*Exercise details*. Instruction for the entries that follow: retype exactly the lines from the line with "let mut attached = None;" to the line with "let canvas: HtmlCanvasElement = document", both included, and omit all others.

━━ Material for the task ━━

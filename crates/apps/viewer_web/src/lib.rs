//! Browser entry point for the flight globe.
//!
//! JavaScript calls [`init`] with a container id and the flight table URL;
//! everything else (capability check, loading, input, the animation loop)
//! runs from here.

use console_error_panic_hook::set_once;
use gloo_net::http::Request;
use std::cell::RefCell;
use std::rc::Rc;
use wasm_bindgen::JsCast;
use wasm_bindgen::prelude::*;
use wasm_bindgen_futures::spawn_local;
use web_sys::{
    AddEventListenerOptions, Document, Element, Event, EventTarget, HtmlCanvasElement, MouseEvent,
    PointerEvent, WheelEvent, Window,
};

use formats::parse_flights;
use gpu::Viewport;
use scene::config::SceneConfig;

pub mod capability;
pub mod error;
pub mod textures;
pub mod viewer;
mod wgpu;

use capability::{Support, backend_attempts, detect, show_unsupported};
use error::{ViewerError, log};
use textures::{TextureData, TextureSlot};
use viewer::Viewer;
use wgpu::{WgpuContext, init_wgpu, max_texture_dimension, render_frame, resize_wgpu, set_texture};

struct App {
    viewer: Viewer,
    gpu: WgpuContext,
    canvas: HtmlCanvasElement,
}

thread_local! {
    static STATE: RefCell<Option<App>> = const { RefCell::new(None) };
}

#[wasm_bindgen(start)]
pub fn start() -> Result<(), JsValue> {
    set_once();
    Ok(())
}

/// Build the globe inside the element `container_id`.
///
/// `flights_url` serves either a JSON array of `[lat, lng, lat, lng]` rows or
/// the legacy `var flights = [...]` script. `config_url` optionally serves a
/// partial scene configuration.
#[wasm_bindgen]
pub fn init(container_id: String, flights_url: String, config_url: Option<String>) {
    spawn_local(async move {
        if let Err(err) = init_inner(&container_id, &flights_url, config_url.as_deref()).await {
            log(&format!("flight globe init error: {err}"));
        }
    });
}

fn window_and_document() -> Result<(Window, Document), ViewerError> {
    let window = web_sys::window().ok_or(ViewerError::NoWindow)?;
    let document = window.document().ok_or(ViewerError::NoWindow)?;
    Ok((window, document))
}

fn now_ms(window: &Window) -> f64 {
    window.performance().map(|p| p.now()).unwrap_or(0.0)
}

fn window_size(window: &Window) -> (u32, u32) {
    let dim = |v: Result<JsValue, JsValue>| v.ok().and_then(|v| v.as_f64()).unwrap_or(1.0);
    (
        dim(window.inner_width()) as u32,
        dim(window.inner_height()) as u32,
    )
}

async fn fetch_text(url: &str) -> Result<String, ViewerError> {
    let fetch_err = |message: String| ViewerError::Fetch {
        url: url.to_string(),
        message,
    };
    let resp = Request::get(url)
        .send()
        .await
        .map_err(|e| fetch_err(e.to_string()))?;
    if !resp.ok() {
        return Err(fetch_err(format!("HTTP {}", resp.status())));
    }
    resp.text().await.map_err(|e| fetch_err(e.to_string()))
}

async fn fetch_bytes(url: &str) -> Result<Vec<u8>, ViewerError> {
    let fetch_err = |message: String| ViewerError::Fetch {
        url: url.to_string(),
        message,
    };
    let resp = Request::get(url)
        .send()
        .await
        .map_err(|e| fetch_err(e.to_string()))?;
    if !resp.ok() {
        return Err(fetch_err(format!("HTTP {}", resp.status())));
    }
    resp.binary().await.map_err(|e| fetch_err(e.to_string()))
}

async fn init_inner(
    container_id: &str,
    flights_url: &str,
    config_url: Option<&str>,
) -> Result<(), ViewerError> {
    let (window, document) = window_and_document()?;
    let container = document
        .get_element_by_id(container_id)
        .ok_or_else(|| ViewerError::MissingElement(container_id.to_string()))?;

    let support = detect(&window, &document);
    if !support.is_supported() {
        show_unsupported(&container, support);
        return Ok(());
    }

    let config = match config_url {
        Some(url) => SceneConfig::from_json(&fetch_text(url).await?)?,
        None => SceneConfig::default(),
    };
    let records = parse_flights(&fetch_text(flights_url).await?)?;

    let (width, height) = window_size(&window);
    let seed = (js_sys::Math::random() * u64::MAX as f64) as u64;
    let viewer = Viewer::new(
        config,
        &records,
        Viewport::new(width, height),
        now_ms(&window),
        seed,
    )?;
    log(&format!(
        "flight globe: {} flights ({} in view)",
        records.len(),
        viewer.scene.paths.len()
    ));

    let buffers = viewer.static_buffers();
    let mut attached = None;
    for &backend in backend_attempts(support) {
        let canvas = create_canvas(&document, width, height)?;
        match init_wgpu(canvas.clone(), &buffers, backend).await {
            Ok(gpu) => {
                attached = Some((canvas, gpu));
                break;
            }
            Err(err) => log(&format!("{backend:?} unavailable: {err}")),
        }
    }
    let Some((canvas, gpu)) = attached else {
        show_unsupported(&container, Support::NoContext);
        return Err(ViewerError::Graphics("no usable graphics backend".to_string()));
    };
    container
        .append_child(&canvas)
        .map_err(ViewerError::dom)?;
    let textures = viewer.scene.config.textures.clone();

    STATE.with(|state| {
        *state.borrow_mut() = Some(App {
            viewer,
            gpu,
            canvas: canvas.clone(),
        });
    });

    register_listeners(&window, &canvas)?;
    for slot in TextureSlot::ALL {
        let url = slot.url(&textures).to_string();
        spawn_local(async move {
            if let Err(err) = load_texture(slot, &url).await {
                log(&format!("texture load error: {err}"));
            }
        });
    }
    start_animation_loop(window)
}

fn create_canvas(
    document: &Document,
    width: u32,
    height: u32,
) -> Result<HtmlCanvasElement, ViewerError> {
    let canvas: HtmlCanvasElement = document
        .create_element("canvas")
        .map_err(ViewerError::dom)?
        .dyn_into()
        .map_err(|_| ViewerError::Dom("created element is not a canvas".to_string()))?;
    canvas.set_width(width.max(1));
    canvas.set_height(height.max(1));
    Ok(canvas)
}

async fn load_texture(slot: TextureSlot, url: &str) -> Result<(), ViewerError> {
    let bytes = fetch_bytes(url).await?;
    let max_dimension = STATE.with(|state| {
        state
            .borrow()
            .as_ref()
            .map(|app| max_texture_dimension(&app.gpu))
            .unwrap_or(2048)
    });
    let data = TextureData::from_bytes(&bytes, url, max_dimension)?;
    STATE.with(|state| match state.borrow_mut().as_mut() {
        Some(app) => set_texture(&mut app.gpu, slot, &data),
        None => Ok(()),
    })
}

fn with_app(f: impl FnOnce(&mut App)) {
    STATE.with(|state| {
        if let Some(app) = state.borrow_mut().as_mut() {
            f(app);
        }
    });
}

/// Attach `handler` for events named `name`, downcast to `E`.
fn listen<E: JsCast + 'static>(
    target: &EventTarget,
    name: &str,
    passive: bool,
    mut handler: impl FnMut(E) + 'static,
) -> Result<(), ViewerError> {
    let closure = Closure::<dyn FnMut(Event)>::new(move |event: Event| {
        if let Ok(event) = event.dyn_into::<E>() {
            handler(event);
        }
    });
    let options = AddEventListenerOptions::new();
    options.set_passive(passive);
    target
        .add_event_listener_with_callback_and_add_event_listener_options(
            name,
            closure.as_ref().unchecked_ref(),
            &options,
        )
        .map_err(ViewerError::dom)?;
    // Listeners live as long as the page.
    closure.forget();
    Ok(())
}

fn register_listeners(window: &Window, canvas: &HtmlCanvasElement) -> Result<(), ViewerError> {
    let target: &EventTarget = canvas.as_ref();
    let element: Element = canvas.clone().into();

    listen(target, "pointerdown", true, move |e: PointerEvent| {
        if let Err(err) = element.set_pointer_capture(e.pointer_id()) {
            log(&format!("pointer capture failed: {}", ViewerError::dom(err)));
        }
        with_app(|app| {
            app.viewer
                .pointer_down(e.offset_x() as f64, e.offset_y() as f64, e.button())
        });
    })?;
    listen(target, "pointermove", true, |e: PointerEvent| {
        with_app(|app| {
            app.viewer
                .pointer_move(e.offset_x() as f64, e.offset_y() as f64)
        });
    })?;
    // An interrupted gesture ends the drag the same way a release does.
    for name in ["pointerup", "pointercancel"] {
        listen(target, name, true, |_: PointerEvent| {
            with_app(|app| app.viewer.pointer_up());
        })?;
    }
    listen(target, "wheel", false, |e: WheelEvent| {
        e.prevent_default();
        with_app(|app| app.viewer.wheel(e.delta_y()));
    })?;
    listen(target, "mousedown", true, |e: MouseEvent| {
        if e.button() != 0 {
            return;
        }
        with_app(|app| {
            if let Some(hit) = app.viewer.pick(e.offset_x() as f64, e.offset_y() as f64) {
                log(&format!("lat {:.2}, lng {:.2}", hit.lat_deg, hit.lng_deg));
            }
        });
    })?;
    listen(target, "contextmenu", false, |e: Event| e.prevent_default())?;

    let resize_window = window.clone();
    listen(window.as_ref(), "resize", true, move |_: Event| {
        let (width, height) = window_size(&resize_window);
        with_app(|app| {
            app.canvas.set_width(width.max(1));
            app.canvas.set_height(height.max(1));
            app.viewer.resize(width, height);
            resize_wgpu(&mut app.gpu, width, height);
        });
    })?;
    Ok(())
}

fn draw(now_ms: f64) {
    with_app(|app| {
        let packet = app.viewer.frame(now_ms);
        if let Err(err) = render_frame(&mut app.gpu, &packet) {
            log(&format!("render error: {err}"));
        }
        if let Some(report) = app.viewer.take_stats_report() {
            log(&format!("frame stats: {report}"));
        }
    });
}

fn request_animation_frame(
    window: &Window,
    f: &Closure<dyn FnMut(f64)>,
) -> Result<(), ViewerError> {
    window
        .request_animation_frame(f.as_ref().unchecked_ref())
        .map(|_| ())
        .map_err(ViewerError::dom)
}

fn start_animation_loop(window: Window) -> Result<(), ViewerError> {
    // The closure reschedules itself, so it holds a handle to its own slot.
    let slot: Rc<RefCell<Option<Closure<dyn FnMut(f64)>>>> = Rc::new(RefCell::new(None));
    let next = slot.clone();
    let loop_window = window.clone();
    *slot.borrow_mut() = Some(Closure::new(move |timestamp: f64| {
        draw(timestamp);
        if let Some(f) = next.borrow().as_ref() {
            if let Err(err) = request_animation_frame(&loop_window, f) {
                log(&format!("animation loop stopped: {err}"));
            }
        }
    }));
    let first = slot.borrow();
    match first.as_ref() {
        Some(f) => request_animation_frame(&window, f),
        None => Ok(()),
    }
}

━━━

*Task solution*.
    let mut attached = None;
    for &backend in backend_attempts(support) {
        let canvas = create_canvas(&document, width, height)?;
        match init_wgpu(canvas.clone(), &buffers, backend).await {
            Ok(gpu) => {
                attached = Some((canvas, gpu));
                break;
            }
            Err(err) => log(&format!("{backend:?} unavailable: {err}")),
        }
    }
    let Some((canvas, gpu)) = attached else {
        show_unsupported(&container, Support::NoContext);
        return Err(ViewerError::Graphics("no usable graphics backend".to_string()));
    };
    container
        .append_child(&canvas)
        .map_err(ViewerError::dom)?;
    let textures = viewer.scene.config.textures.clone();

    STATE.with(|state| {
        *state.borrow_mut() = Some(App {
            viewer,
            gpu,
            canvas: canvas.clone(),
        });
    });

    register_listeners(&window, &canvas)?;
    for slot in TextureSlot::ALL {
        let url = slot.url(&textures).to_string();
        spawn_local(async move {
            if let Err(err) = load_texture(slot, &url).await {
                log(&format!("texture load error: {err}"));
            }
        });
    }
    start_animation_loop(window)
}

fn create_canvas(
    document: &Document,
    width: u32,
    height: u32,
) -> Result<HtmlCanvasElement, ViewerError> {
    let canvas: HtmlCanvasElement = document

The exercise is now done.